Aller retour

Publié le  13.02.2013

Invitation électronique à lire de vive voix, le jeudi 1er février, des extraits de trois textes devant des programmateurs lors d'un festival jeune public à Vallet, au pays du Muscadet. Où ça ? Au coeur du vignoble nantais, en Loire atlantique(44). Préfecture : Nantes, sous-préfectures : Châteaubriant, Ancenis, Saint-Nazaire. La route vers d'anciennes grandes vacances en 2 CV.

Depuis l'adolescence et les décès dans la famille, les séjours se sont espacés. Quinze ans sans humer le varech, les ifs, ouïr le ressac, les rouleaux écumants se fracasser sur les récifs autrement qu'en rêve. Occasion ou jamais d'aller refaire un tour du côté des plages de l'enfance, avec dans le sac de voyage L'HirondelleVoyageursSur un lit de fougères, textes inspirés par l'école primaire à La Baule-les-Pins, le Lycée du Grand Air. En profiter pour prolonger la lecture en reprenant du début la promenade interrompue au bord de l'Atlantique. De la baie de La Baule (Ar Baol : La Dune) à la pointe du Croisic en passant par Le Pouliguen, le bourg de Batz. Traverser la presqu'île par les marais salants jusqu'à Guérande et revenir par la Grande Côte où le roi soleil sans se presser plonge dans la piscine ultra marine entre les blocs de granit mordorés. Parc des Dryades, Avenue de Belle île, de Ploërmel, d'Ouessant, Place des Palmiers. Les plaques font battre le coeur. Boulevard de l'Océan, le Hall des informations - où l'on trouvait l'Espiègle Lili et Bibi Fricotin - a muté en épatante librairie sous-titrée "L'expression en liberté". On pourrait se croire chez Tropismes et en rapporter H-D Thoreau De la marche (1001 nuits), Pierre Senges Environs et mesures (Le promeneur) et la tentation de ne pas rentrer.

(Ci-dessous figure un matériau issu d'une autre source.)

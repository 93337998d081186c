//! Defines the AST for a CREATE TABLE statement.

use crate::query::ast::common::TableRef;
use model::core::{data_type::DataType, value::Value};

/// Represents a complete CREATE TABLE statement.
#[derive(Debug, Clone, Default, PartialEq)]
pub struct CreateTable {
    pub table: TableRef,
    pub columns: Vec<ColumnDef>,
    pub constraints: Vec<TableConstraint>,
}

#[derive(Debug, Clone, PartialEq)]
pub struct ColumnDef {
    pub name: String,
    pub data_type: DataType,
    pub is_nullable: bool,
    pub is_primary_key: bool,
    /// Database-generated integer key. Implies primary key and NOT NULL.
    pub is_identity: bool,
    pub default_value: Option<Value>,
    pub max_length: Option<usize>,
    /// Inline `REFERENCES table (column)`.
    pub references: Option<ColumnReference>,
}

#[derive(Debug, Clone, PartialEq)]
pub struct ColumnReference {
    pub table: TableRef,
    pub column: String,
}

#[derive(Debug, Clone, PartialEq)]
pub enum TableConstraint {
    PrimaryKey {
        columns: Vec<String>,
    },
    ForeignKey {
        columns: Vec<String>,
        references: TableRef,
        referenced_columns: Vec<String>,
    },
}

Sacré retour dimanche dernier 4 février en infini chapelet de pèlerins à 30 à l'heure par les vallons enneigés de l'Anjou, du Perche, entre Angers, Le Mans, Chartes et Orléans. Le périphérique Ouest autour de Paris la nuit vers Lille est dégagé. Il n'y a qu'à suivre en bonne poule hypnotisée les flèches et les pointillés, avaler les panneaux, les tunnels à l'orbe interminable. Glisser d'une file à l'autre sur quatre bandes avec l'oeil dans les rétros, à gauche, à droite, au milieu, angle mort, en balayage latéral avant-arrière estimant les distances à la lueur des phares. Il n'y a rien à voir sinon le paysage rythmé des murs antibruit, le blanc ou le jaune des lignes au sol, les chiffres et les lettres bleu blanc LILLE A1, jaune, noir, rétrécissement de la chaussée, réduction de 3 à 2 bandes dans 1000, 300, 200 mètres. La lampe du tableau de bord a déclaré forfait, impossible de lire le compteur de vitesse, passage au jugé, senti avec les pieds, 90, 110, 70, 50 dans les courbes, au feeling sans savoir comment ni où l'on va mais y aller, vogue la voiture, sans trop tendre les muscles des bras ni crisper les mains sur le volant de la brave petite Ka, serrée de près par d'énormes camions-dragons étincelants, des 4/4 pirates, des fourgonnettes surexcitées. Ce sont les pieds, les mains qui voient, freinent, embrayent, débrayent, lâchent les gaz sans réfléchir.
Ni raisonnement ni question, obéissance à la signalétique. Conditionnements et connexions nerveuses commandent coordination, regards, actions. La voix
intérieure, consciente, apaise l'émotivité, encourage, calme, régule la respiration, canalise le stress pour ne pas dire la trouille comme un coach indulgent, psalmodie en mantras qu'on va y arriver, franchir les cercles périlleux les uns après les autres. Et il est heureux qu'autour de Paris la neige n'ait pas étendu son blanc tapis, que la A1, autoroute facile, ce soit tout droit, réservoir plein, et qu'une bonne bouteille de vin portugais chambre à Bruxelles.